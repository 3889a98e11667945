//! Page title normalization and validation.

use regex::Regex;
use tracing::trace;

use crate::domain::error::{DomainError, DomainResult};
use crate::domain::page::SEGMENT_SEPARATOR;

/// Turns raw user input into a page path, or rejects it.
///
/// The hierarchy code never validates characters itself; every path
/// that reaches it has been through an implementation of this trait.
pub trait TitleNormalizer: Send + Sync {
    fn normalize(&self, raw: &str) -> DomainResult<String>;
}

/// Wiki style title rules.
///
/// - surrounding whitespace is trimmed
/// - `_` is shown as a space, runs of spaces collapse to one
/// - `# < > [ ] | { }` and control characters are illegal
/// - no segment may be empty (`/A`, `A/`, `A//B`)
#[derive(Debug)]
pub struct WikiTitleNormalizer {
    illegal: Regex,
    spaces: Regex,
}

impl Default for WikiTitleNormalizer {
    fn default() -> Self {
        Self::new()
    }
}

impl WikiTitleNormalizer {
    pub fn new() -> Self {
        Self {
            illegal: Regex::new(r"[#<>\[\]|{}\p{Cc}]").expect("valid illegal-char regex"),
            spaces: Regex::new(r" {2,}").expect("valid whitespace regex"),
        }
    }
}

impl TitleNormalizer for WikiTitleNormalizer {
    fn normalize(&self, raw: &str) -> DomainResult<String> {
        let underscored = raw.replace('_', " ");
        let title = self.spaces.replace_all(underscored.trim(), " ").into_owned();

        if title.is_empty() {
            return Err(DomainError::invalid_input(raw, "empty title"));
        }
        if let Some(m) = self.illegal.find(&title) {
            return Err(DomainError::invalid_input(
                raw,
                format!("illegal character {:?}", m.as_str()),
            ));
        }
        if title
            .split(SEGMENT_SEPARATOR)
            .any(|segment| segment.trim().is_empty())
        {
            return Err(DomainError::invalid_input(raw, "empty path segment"));
        }

        trace!("normalize: {:?} -> {:?}", raw, title);
        Ok(title)
    }
}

» **The task**:
Wherever a line of the records above contains the string "WikiTitleNormalizer", copy that line out.

» **Output for this exercise**:
pub struct WikiTitleNormalizer {
impl Default for WikiTitleNormalizer {
impl WikiTitleNormalizer {
impl TitleNormalizer for WikiTitleNormalizer {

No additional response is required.